=== PROVIDED DATA ===
//! The atomic memory record.

use std::collections::BTreeSet;

use chrono::{DateTime, Utc};
use serde::{Deserialize, Serialize};
use uuid::Uuid;

/// One prompt/response pair plus its embedding, concepts, and retrieval
/// bookkeeping.
///
/// Invariants: `embedding.len() == D` once normalized, `decay_factor > 0.0`,
/// `access_count` never decreases, `id` unique across the store that holds
/// it.
#[derive(Debug, Clone, Serialize, Deserialize)]
#[serde(rename_all = "camelCase")]
pub struct Interaction {
    /// Globally unique opaque identifier.
    pub id: Uuid,
    /// User-visible prompt text.
    pub prompt: String,
    /// User-visible response text.
    pub output: String,
    /// Dense embedding, exactly `D` floats after normalization.
    pub embedding: Vec<f32>,
    /// Concepts extracted from this interaction. No duplicates; case is
    /// preserved (a `BTreeSet` gives deterministic iteration/serialization
    /// order without lowercasing).
    pub concepts: BTreeSet<String>,
    /// Wall-clock instant of last relevance reinforcement.
    pub timestamp: DateTime<Utc>,
    /// Monotonic count of retrieval hits.
    pub access_count: u64,
    /// Per-interaction salience multiplier; grows on hits, shrinks on misses.
    pub decay_factor: f64,
}

impl Interaction {
    /// Construct a new interaction with fresh bookkeeping: `access_count =
    /// 0`, `decay_factor = 1.0`, `timestamp = now`.
    pub fn new(
        prompt: impl Into<String>,
        output: impl Into<String>,
        embedding: Vec<f32>,
        concepts: impl IntoIterator<Item = String>,
    ) -> Self {
        Self {
            id: Uuid::new_v4(),
            prompt: prompt.into(),
            output: output.into(),
            embedding,
            concepts: concepts.into_iter().collect(),
            timestamp: Utc::now(),
            access_count: 0,
            decay_factor: 1.0,
        }
    }

    /// Primary concept for context-assembler grouping: the
    /// lexicographically-first concept if present, else `"general"`.
    /// `BTreeSet` iteration order makes "first" well-defined without an
    /// arbitrary insertion-order dependency.
    pub fn primary_concept(&self) -> &str {
        self.concepts.iter().next().map(|s| s.as_str()).unwrap_or("general")
    }
}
===
WORK REQUEST: Look through the data above. Find each line with the string "impl" and copy it.

REPLY:
impl Interaction {
        prompt: impl Into<String>,
        output: impl Into<String>,
        concepts: impl IntoIterator<Item = String>,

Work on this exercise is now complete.